→ Exercise instructions
Pick each line containing the word "Weichzeichner" out of the data below.

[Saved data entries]
┌──
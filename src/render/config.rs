//! Render-Konstanten für den Neon-Look.

/// Eine additive Glow-Schicht um die Kernlinie.
#[derive(Debug, Clone, Copy)]
pub struct GlowLayer {
    /// Strichbreite als Vielfaches der Pfadbreite
    pub width_factor: f32,
    /// Weichzeichner-Radius als Vielfaches des Glow-Werts
    pub blur_factor: f32,
    /// Deckung der Schicht
    pub alpha: f32,
}

/// Glow-Schichten von innen nach außen.
pub const GLOW_LAYERS: [GlowLayer; 3] = [
    GlowLayer {
        width_factor: 1.5,
        blur_factor: 0.2,
        alpha: 0.7,
    },
    GlowLayer {
        width_factor: 3.0,
        blur_factor: 0.4,
        alpha: 0.4,
    },
    GlowLayer {
        width_factor: 5.0,
        blur_factor: 0.8,
        alpha: 0.2,
    },
];

/// Breite des weißen Röhrenkerns als Vielfaches der Pfadbreite.
pub const CORE_WIDTH_FACTOR: f32 = 0.35;
/// Fester Weichzeichner-Radius des Kerns in Pixeln.
pub const CORE_BLUR: f32 = 5.0;

/// Blink-Grunddeckung selektierter Pfade.
pub const BLINK_BASE: f32 = 0.4;
/// Blink-Amplitude.
pub const BLINK_AMPLITUDE: f32 = 0.6;
/// Blink-Phasenschritt pro Frame.
pub const BLINK_SPEED: f32 = 0.12;

/// Unterteilungen pro Kurvensegment beim Abflachen von Q/C-Kurven.
pub const CURVE_FLATTEN_STEPS: usize = 16;
//! AppIntent- und AppCommand-Enums für den Intent/Command-Datenfluss.

mod command;
mod intent;

pub use command::{AppCommand, StylePatch};
pub use intent::AppIntent;
//! Redraw-Planung: pro Frame höchstens eine Repaint-Anforderung.

/// Abstraktion über die Fensterschicht, die Repaints entgegennimmt.
/// Im Betrieb steht dahinter `egui::Context::request_repaint`.
pub trait RenderSurface {
    fn request_redraw(&self);
}

/// Bündelt beliebig viele Invalidierungen eines Frames zu genau einer
/// Repaint-Anforderung. `begin_frame` setzt den Zustand zu Frame-Beginn
/// zurück.
#[derive(Default)]
pub struct RedrawScheduler {
    pending: bool,
}

impl RedrawScheduler {
    pub fn new() -> Self {
        Self::default()
    }

    /// Markiert die Szene als veraltet. Nur die erste Anforderung pro
    /// Frame erreicht die Fensterschicht.
    pub fn request(&mut self, surface: &dyn RenderSurface) {
        if !self.pending {
            self.pending = true;
            surface.request_redraw();
        }
    }

    /// Beginnt einen neuen Frame; gibt zurück, ob seit dem letzten Frame
    /// eine Invalidierung vorlag.
    pub fn begin_frame(&mut self) -> bool {
        std::mem::take(&mut self.pending)
    }

    pub fn is_pending(&self) -> bool {
        self.pending
    }
}
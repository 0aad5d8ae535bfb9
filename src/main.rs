//! Neon Sign Studio.
//!
//! 2D-Editor für Neonröhren-Schriftzüge: Pfade zeichnen, glätten,
//! verbinden und als leuchtendes PNG exportieren.

use eframe::egui;
use neon_sign_studio::render::RenderSurface;
use neon_sign_studio::{ui, AppController, AppIntent, AppState, EditorOptions};

fn main() -> Result<(), eframe::Error> {
    AppRunner::run()
}

struct AppRunner;

impl AppRunner {
    fn run() -> Result<(), eframe::Error> {
        // Logger initialisieren
        env_logger::Builder::from_default_env()
            .filter_level(log::LevelFilter::Info)
            .init();

        log::info!("Neon Sign Studio v{} startet...", env!("CARGO_PKG_VERSION"));

        let options = eframe::NativeOptions {
            viewport: egui::ViewportBuilder::default()
                .with_inner_size([1280.0, 840.0])
                .with_title("Neon Sign Studio"),
            ..Default::default()
        };

        eframe::run_native(
            "Neon Sign Studio",
            options,
            Box::new(|cc| {
                egui_extras::install_image_loaders(&cc.egui_ctx);
                Ok(Box::new(EditorApp::new()))
            }),
        )
    }
}

/// Haupt-Anwendungsstruktur
struct EditorApp {
    state: AppState,
    controller: AppController,
    input: ui::InputState,
}

impl EditorApp {
    fn new() -> Self {
        // Optionen aus TOML laden (oder Standardwerte)
        let config_path = EditorOptions::config_path();
        let editor_options = EditorOptions::load_from_file(&config_path);

        let mut state = AppState::new();
        state.options = editor_options;

        Self {
            state,
            controller: AppController::new(),
            input: ui::InputState::new(),
        }
    }
}

/// Meldet Repaint-Wünsche des Schedulers an egui weiter.
struct EguiSurface<'a>(&'a egui::Context);

impl RenderSurface for EguiSurface<'_> {
    fn request_redraw(&self) {
        self.0.request_repaint();
    }
}

impl eframe::App for EditorApp {
    fn update(&mut self, ctx: &egui::Context, _frame: &mut eframe::Frame) {
        if self.state.should_exit {
            ctx.send_viewport_cmd(egui::ViewportCommand::Close);
            return;
        }

        self.controller.render_sync().scheduler.begin_frame();

        let events = self.collect_ui_events(ctx);

        let has_meaningful_events = events
            .iter()
            .any(|e| !matches!(e, AppIntent::ViewportResized { .. }));

        self.process_events(events);

        self.maybe_request_repaint(ctx, has_meaningful_events);
    }
}

impl EditorApp {
    fn collect_ui_events(&mut self, ctx: &egui::Context) -> Vec<AppIntent> {
        let mut events = Vec::new();

        events.extend(ui::collect_keyboard_intents(ctx));
        ui::render_status_bar(ctx, &self.state);
        events.extend(ui::render_menu(ctx, &self.state));
        events.extend(ui::render_toolbar(ctx, &self.state));
        events.extend(ui::render_properties_panel(ctx, &self.state));
        events.extend(ui::handle_file_dialogs(&mut self.state.ui));
        events.extend(ui::show_export_dialog(ctx, &self.state.ui));
        events.extend(ui::show_options_dialog(ctx, &self.state));

        egui::CentralPanel::default()
            .frame(egui::Frame::NONE)
            .show(ctx, |ui| {
                let (rect, response) =
                    ui.allocate_exact_size(ui.available_size(), egui::Sense::click_and_drag());

                let scene = self.controller.build_render_scene(&self.state);
                ui::paint_scene(ui, rect, &self.state, &scene);

                events.extend(self.input.collect_canvas_intents(ui, &response, &self.state));

                if self.state.path_count() == 0 && self.state.editor.active_path_id.is_none() {
                    ui.painter().text(
                        rect.center(),
                        egui::Align2::CENTER_CENTER,
                        "Empty canvas. Draw with the Pen (P) or open a file (Ctrl+O)",
                        egui::FontId::proportional(20.0),
                        egui::Color32::from_gray(120),
                    );
                }
            });

        events
    }

    fn process_events(&mut self, events: Vec<AppIntent>) {
        for event in events {
            if let Err(e) = self.controller.handle_intent(&mut self.state, event) {
                log::error!("Event handling failed: {:#}", e);
                self.state.ui.set_status(format!("Error: {e}"));
            }
        }
    }

    fn maybe_request_repaint(&mut self, ctx: &egui::Context, has_meaningful_events: bool) {
        let render = self.controller.render_sync();
        render.blink.advance();

        if has_meaningful_events
            || ctx.input(|i| i.pointer.is_moving())
            || render.blink.is_active()
            || self.state.ui.show_export_dialog
            || self.state.show_options_dialog
        {
            render.scheduler.request(&EguiSurface(ctx));
        }
    }
}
└──
→ Solution to the exercise
    /// Weichzeichner-Radius als Vielfaches des Glow-Werts
/// Fester Weichzeichner-Radius des Kerns in Pixeln.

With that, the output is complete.